When it comes to medical malpractice, the stranger and more bizarre the facts, the more likely the story is to receive widespread news coverage. Scary, albeit microscopic bugs, are great, as they sound like something from a 1950s Sci-Fi movie. Flesh eating and antibiotic resistant bacteria play well, as do surgeons leaving utensils inside patients or amputating the wrong limb.
And these are all real problems in many hospitals in Hawaii and elsewhere and many patients are injured or made sicker by these examples of medical malpractice. But many of those incidents happen infrequently and may only harm a small number of patients during a year. It may be the more common, but far less flashy, problems that actually injure more patients.
Take, for example, falls. A NPR story describes how one man who had recently recovered from cancer. He developed some back pain and went to the hospital. He stayed overnight, but could not sleep, so they provide a sleeping pill.
He fell asleep, but began sleepwalking. As he attempted to get out of bed, he fell and broke three ribs. This forced him to spend another two weeks in the hospital and then more time in nursing home.

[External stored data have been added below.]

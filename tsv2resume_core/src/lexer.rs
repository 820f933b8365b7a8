use std::sync::LazyLock;

use logos::Logos;
use regex::Regex;

/// The marker written wherever a raw line break becomes visible.
pub const LINE_BREAK: &str = "<br>";

static TAG_PATTERN: LazyLock<Regex> = LazyLock::new(|| {
	Regex::new(r"</?[a-zA-Z][^>]*>").unwrap_or_else(|e| panic!("invalid tag pattern: {e}"))
});

/// Raw tokens produced by logos for flat tokenization of a text field. Only
/// the characters that can change the scanner context get their own token.
#[derive(Logos, Debug, Clone, Copy, PartialEq, Eq)]
enum RawToken {
	#[token("<")]
	AngleOpen,
	#[token(">")]
	AngleClose,
	#[token("\"")]
	DoubleQuote,
	#[token("'")]
	SingleQuote,
	#[token("\n")]
	Newline,
	#[regex(r#"[^<>"'\n]+"#)]
	Text,
}

/// Context states for the scanner.
#[derive(Debug, Clone, Copy, PartialEq, Eq)]
enum ScanContext {
	/// Plain text between tags.
	Outside,
	/// Inside `<...>` but not inside a quoted attribute value.
	Tag,
	/// Inside a quoted attribute value, closed by the same quote token.
	Quoted(RawToken),
}

/// Walks the logos token stream and rewrites raw line breaks according to the
/// surrounding context.
struct LineBreakWalker<'a> {
	/// The full text being converted.
	source: &'a str,
	/// The collected raw tokens and their byte spans.
	raw_tokens: Vec<(Result<RawToken, ()>, std::ops::Range<usize>)>,
	/// Current index into `raw_tokens`.
	cursor: usize,
	context: ScanContext,
	output: String,
}

impl<'a> LineBreakWalker<'a> {
	fn new(source: &'a str) -> Self {
		let raw_tokens: Vec<_> = RawToken::lexer(source).spanned().collect();

		Self {
			source,
			raw_tokens,
			cursor: 0,
			context: ScanContext::Outside,
			output: String::with_capacity(source.len()),
		}
	}

	/// Get the text slice for the current raw token.
	fn current_slice(&self) -> &'a str {
		let (_, span) = &self.raw_tokens[self.cursor];
		&self.source[span.clone()]
	}

	/// Copy the current token through unchanged and advance.
	fn copy_token(&mut self) {
		let slice = self.current_slice();
		self.output.push_str(slice);
		self.cursor += 1;
	}

	/// Write `replacement` in place of the current token and advance.
	fn replace_token(&mut self, replacement: &str) {
		self.output.push_str(replacement);
		self.cursor += 1;
	}

	/// A line break is formatting whitespace when the nearest non-whitespace
	/// character before it closes a tag and the nearest one after it opens a
	/// tag.
	fn is_formatting_break(&self) -> bool {
		let (_, span) = &self.raw_tokens[self.cursor];
		let before = self.source[..span.start].trim_end();
		let after = self.source[span.end..].trim_start();

		before.ends_with('>') && after.starts_with('<')
	}

	/// Drop the current line break together with all whitespace that follows
	/// it.
	fn skip_formatting_break(&mut self) {
		self.cursor += 1;

		while self.cursor < self.raw_tokens.len() {
			match self.raw_tokens[self.cursor].0 {
				Ok(RawToken::Newline) => self.cursor += 1,
				Ok(RawToken::Text) => {
					let slice = self.current_slice();
					let rest = slice.trim_start();
					self.cursor += 1;

					if !rest.is_empty() {
						self.output.push_str(rest);
						return;
					}
				}
				_ => return,
			}
		}
	}

	fn process(&mut self) {
		while self.cursor < self.raw_tokens.len() {
			// Unrecognized bytes are never structural.
			let Ok(raw) = self.raw_tokens[self.cursor].0 else {
				self.copy_token();
				continue;
			};

			match self.context {
				ScanContext::Outside => {
					match raw {
						RawToken::AngleOpen => {
							self.context = ScanContext::Tag;
							self.copy_token();
						}
						RawToken::Newline if self.is_formatting_break() => {
							self.skip_formatting_break();
						}
						RawToken::Newline => self.replace_token(LINE_BREAK),
						_ => self.copy_token(),
					}
				}
				ScanContext::Tag => {
					match raw {
						RawToken::DoubleQuote | RawToken::SingleQuote => {
							self.context = ScanContext::Quoted(raw);
							self.copy_token();
						}
						RawToken::AngleClose => {
							self.context = ScanContext::Outside;
							self.copy_token();
						}
						// A tag never carries a visible break.
						RawToken::Newline => self.replace_token(" "),
						_ => self.copy_token(),
					}
				}
				ScanContext::Quoted(quote) => {
					if raw == quote {
						self.context = ScanContext::Tag;
					}
					self.copy_token();
				}
			}
		}
	}
}

/// Replace every raw line break in `text` with [`LINE_BREAK`], except breaks
/// that only separate a closing `>` from an opening `<`. Those are removed
/// together with the whitespace that follows them.
///
/// Inside a tag a line break becomes a single space, and inside a quoted
/// attribute value everything is left untouched.
///
/// ```
/// use tsv2resume_core::convert_line_breaks;
///
/// assert_eq!(convert_line_breaks("one\ntwo"), "one<br>two");
/// assert_eq!(
/// 	convert_line_breaks("<ul>\n  <li>a</li>\n</ul>"),
/// 	"<ul><li>a</li></ul>"
/// );
/// ```
pub fn convert_line_breaks(text: &str) -> String {
	let mut walker = LineBreakWalker::new(text);
	walker.process();
	walker.output
}

/// Returns true when `text` contains at least one markup tag, i.e. a `<`
/// followed by a letter (optionally after `/`) and closed by a later `>`.
pub fn has_markup(text: &str) -> bool {
	TAG_PATTERN.is_match(text)
}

Hospitals attempt to deal with falls through such means as bed alarms. The problem with alarms is they can only be effective if there is a nurse or other staff immediately available to rush to the bed where the patient has triggered the alarm.
Nurses argue they need more staff to protect patients, while hospitals are always looking to cut corners and use fewer staff. While both have a vested interest, who would you trust when it comes to fall protection?